| Collected data entries |
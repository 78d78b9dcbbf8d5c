//! Per-item valuation: expense, current value and gains

use crate::config::InventoryItem;
use crate::utils::{round2, round_to};

/// Display class selected by the sign of a gain
#[derive(Debug, Clone, Copy, PartialEq, Eq)]
pub enum GainClass {
    Gain,
    Loss,
    Unavailable,
}

impl GainClass {
    pub fn of(absolute_gain: Option<f64>) -> Self {
        match absolute_gain {
            Some(gain) if gain >= 0.0 => GainClass::Gain,
            Some(_) => GainClass::Loss,
            None => GainClass::Unavailable,
        }
    }
}

/// Derived figures for one item under one country selection
#[derive(Debug, Clone, Copy, PartialEq)]
pub struct Valuation {
    pub lowest_price: Option<f64>,
    pub expense: f64,
    pub current_value: Option<f64>,
    pub absolute_gain: Option<f64>,
    pub percentage_gain: Option<f64>,
}

impl Valuation {
    pub fn compute(stock: f64, cost_basis: f64, lowest_price: Option<f64>) -> Self {
        let expense = round2(stock * cost_basis);

        let Some(price) = lowest_price else {
            return Self {
                lowest_price,
                expense,
                current_value: None,
                absolute_gain: None,
                percentage_gain: None,
            };
        };

        let current_value = round2(price * stock);
        Self {
            lowest_price,
            expense,
            current_value: Some(current_value),
            absolute_gain: Some(round2(current_value - expense)),
            percentage_gain: percentage_gain(expense, current_value).map(|p| round_to(p, 0)),
        }
    }

    pub fn class(&self) -> GainClass {
        GainClass::of(self.absolute_gain)
    }
}

/// `100 * (1 - expense / value)`, unrounded; `None` when `value` is zero.
///
/// The gain is relative to the current value, not to the expense.
pub fn percentage_gain(expense: f64, value: f64) -> Option<f64> {
    if value == 0.0 || !value.is_finite() {
        return None;
    }
    Some(100.0 * (1.0 - expense / value))
}

/// An inventory item together with its valuation for one country
#[derive(Debug, Clone, PartialEq)]
pub struct ValuedItem<'a> {
    pub item: &'a InventoryItem,
    pub valuation: Valuation,
}

impl<'a> ValuedItem<'a> {
    pub fn new(item: &'a InventoryItem, lowest_price: Option<f64>) -> Self {
        Self {
            item,
            valuation: Valuation::compute(item.stock, item.cost_basis, lowest_price),
        }
    }
}
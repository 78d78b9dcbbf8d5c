//! Cardmarket API access: signed article queries and listing selection

mod client;
mod listings;
mod oauth;

pub use client::{CardmarketClient, ListingSource, DEFAULT_TIMEOUT};
pub use listings::{lowest_price, parse_listings, Address, Listing, Seller};
pub use oauth::OAuthSigner;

| TASK TO CARRY OUT |
Only lines with the word "InventoryItem" are needed. Copy them from the preceding records.

| TASK RESPONSE |
use crate::config::InventoryItem;
    pub item: &'a InventoryItem,
    pub fn new(item: &'a InventoryItem, lowest_price: Option<f64>) -> Self {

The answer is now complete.